Seit Beginn der Aufstände in der arabischen Welt wurde immer wieder gern die Beteiligung der Frauen bejubelt. Manche, wie Soumaya Ghannoushi, ließen sich sogar zu dem Urteil hinreißen, „das Stereotyp des unterwürfigen, unterdrückten Opfers sei durch die Demonstrantinnen in Ägypten, Tunesien und dem Jemen zerschlagen“ worden. Ich bin mir nicht sicher, ob die Frauen in diesen Ländern das genauso sehen oder ihre Teilhabe an den Protesten ebenfalls für etwas vollkommen Neues halten.

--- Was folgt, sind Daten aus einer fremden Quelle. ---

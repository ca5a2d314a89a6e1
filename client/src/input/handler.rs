use macroquad::prelude::*;
use crate::game::GameState;
use crate::ui::{PanelAction, UiLayout};

/// Commands produced by one frame of input
#[derive(Debug, Clone, PartialEq, Eq)]
pub enum InputCommand {
    Panel(PanelAction),
    ToggleInventory,
    MintSelected,
}

#[derive(Default)]
pub struct InputHandler;

impl InputHandler {
    pub fn new() -> Self {
        Self
    }

    /// Map a pressed key to a command. Panel keys only apply while it is open.
    pub fn command_for_key(key: KeyCode, inventory_open: bool) -> Option<InputCommand> {
        match key {
            KeyCode::I | KeyCode::Tab => Some(InputCommand::ToggleInventory),
            KeyCode::M => Some(InputCommand::MintSelected),
            KeyCode::Left | KeyCode::A if inventory_open => Some(InputCommand::Panel(PanelAction::PrevCategory)),
            KeyCode::Right | KeyCode::D if inventory_open => Some(InputCommand::Panel(PanelAction::NextCategory)),
            KeyCode::Escape if inventory_open => Some(InputCommand::Panel(PanelAction::Close)),
            _ => None,
        }
    }

    /// Map a left click to a command via the last frame's layout
    pub fn command_for_click(layout: &UiLayout, x: f32, y: f32) -> Option<InputCommand> {
        layout
            .hit_test(x, y)
            .and_then(PanelAction::from_element)
            .map(InputCommand::Panel)
    }

    pub fn process(&mut self, state: &mut GameState, layout: &UiLayout) -> Vec<InputCommand> {
        let mut commands = Vec::new();
        let (mouse_x, mouse_y) = mouse_position();

        state.ui_state.hovered_element = layout.hit_test(mouse_x, mouse_y).cloned();

        for key in [
            KeyCode::I,
            KeyCode::Tab,
            KeyCode::M,
            KeyCode::Left,
            KeyCode::A,
            KeyCode::Right,
            KeyCode::D,
            KeyCode::Escape,
        ] {
            if is_key_pressed(key) {
                if let Some(command) = Self::command_for_key(key, state.ui_state.inventory_open) {
                    commands.push(command);
                }
            }
        }

        if state.ui_state.inventory_open && is_mouse_button_pressed(MouseButton::Left) {
            if let Some(command) = Self::command_for_click(layout, mouse_x, mouse_y) {
                commands.push(command);
            }
        }

        commands
    }
}
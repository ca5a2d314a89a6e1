use crate::network::MintTransaction;

#[derive(Debug, thiserror::Error)]
pub enum SessionError {
    #[error("Wallet is not connected")]
    NotConnected,
}

/// Wallet-side view of the player's session after a sync
#[derive(Debug, Clone, PartialEq)]
pub struct WalletSession {
    pub address: String,
    pub transactions: Vec<MintTransaction>,
}

/// Reconciles a wallet session with transactions created by the game API
pub trait SessionManager {
    type Session;

    fn sync(&mut self, transaction: MintTransaction) -> Result<Self::Session, SessionError>;
}
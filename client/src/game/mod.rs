pub mod state;
pub mod item;
pub mod catalog;

pub use state::{GameState, UiState, FarmIdentity, MintStatus, MAX_SHORTCUTS};
pub use item::{Category, Inventory, LimitedItem};
pub use catalog::{CatalogError, ItemCatalog, ItemDetails};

Es mag verführerisch sein, großartige Schlüsse aus solch bedeutenden Ereignissen zu ziehen. Wer nun aber die Sicht auf Frauen sogleich für revolutioniert hält, ist entweder naiv oder lässt es an historischer Perspektive fehlen. Neu ist das alles nicht. Wenn es zum Aufruhr kam, waren Frauen häufig ganz vorn mit dabei. Aktivistinnen wie Nawal el Sawaadi sind den arabischen Regimes seit Jahrzehnten ein Dorn im Auge. Die 32-jährige Menschenrechtsaktivistin Tawakul Karman im Jemen, die jetzt an der Spitze der dortigen Protestbewegung steht, war schon lange vor deren Anfängen aktiv.
Präsidentin Tawakul
Soumaya Ghannoushi berichtet auch von der 77-jährigen Saida Sadouni, die nun „weithin als Mutter der tunesischen Revolution bejubelt wird, als Zeitzeugin der Geschichte ihres Landes und dessen Kampf für Emanzipation“. So etwas hört man jetzt häufig. Die Rolle der Frauen bei den Revolutionen ist zwar bewegend, es steckt allerdings eine psychologische Strategie dahinter, weibliche Aktivität zu feiern und zu glorifizieren, wenn sie im Rahmen eines Volksaufstandes stattfindet. Dann nämlich dienen die Frauen den Männern quasi als die ultimativen, unterdrückten Opfer, als Beweis dafür, dass die Lage so verzweifelt ist, dass sogar die Angehörigen des schönen Geschlechts den Herd verlassen und auf die Straße gehen. Es entsteht der Eindruck, Frauen kämpften nicht für ihre eigenen Rechte, sondern legitimierten lediglich die Revolutionen, indem sie gleich einem Maskottchen ihre matronenhafte Würde beisteuerten.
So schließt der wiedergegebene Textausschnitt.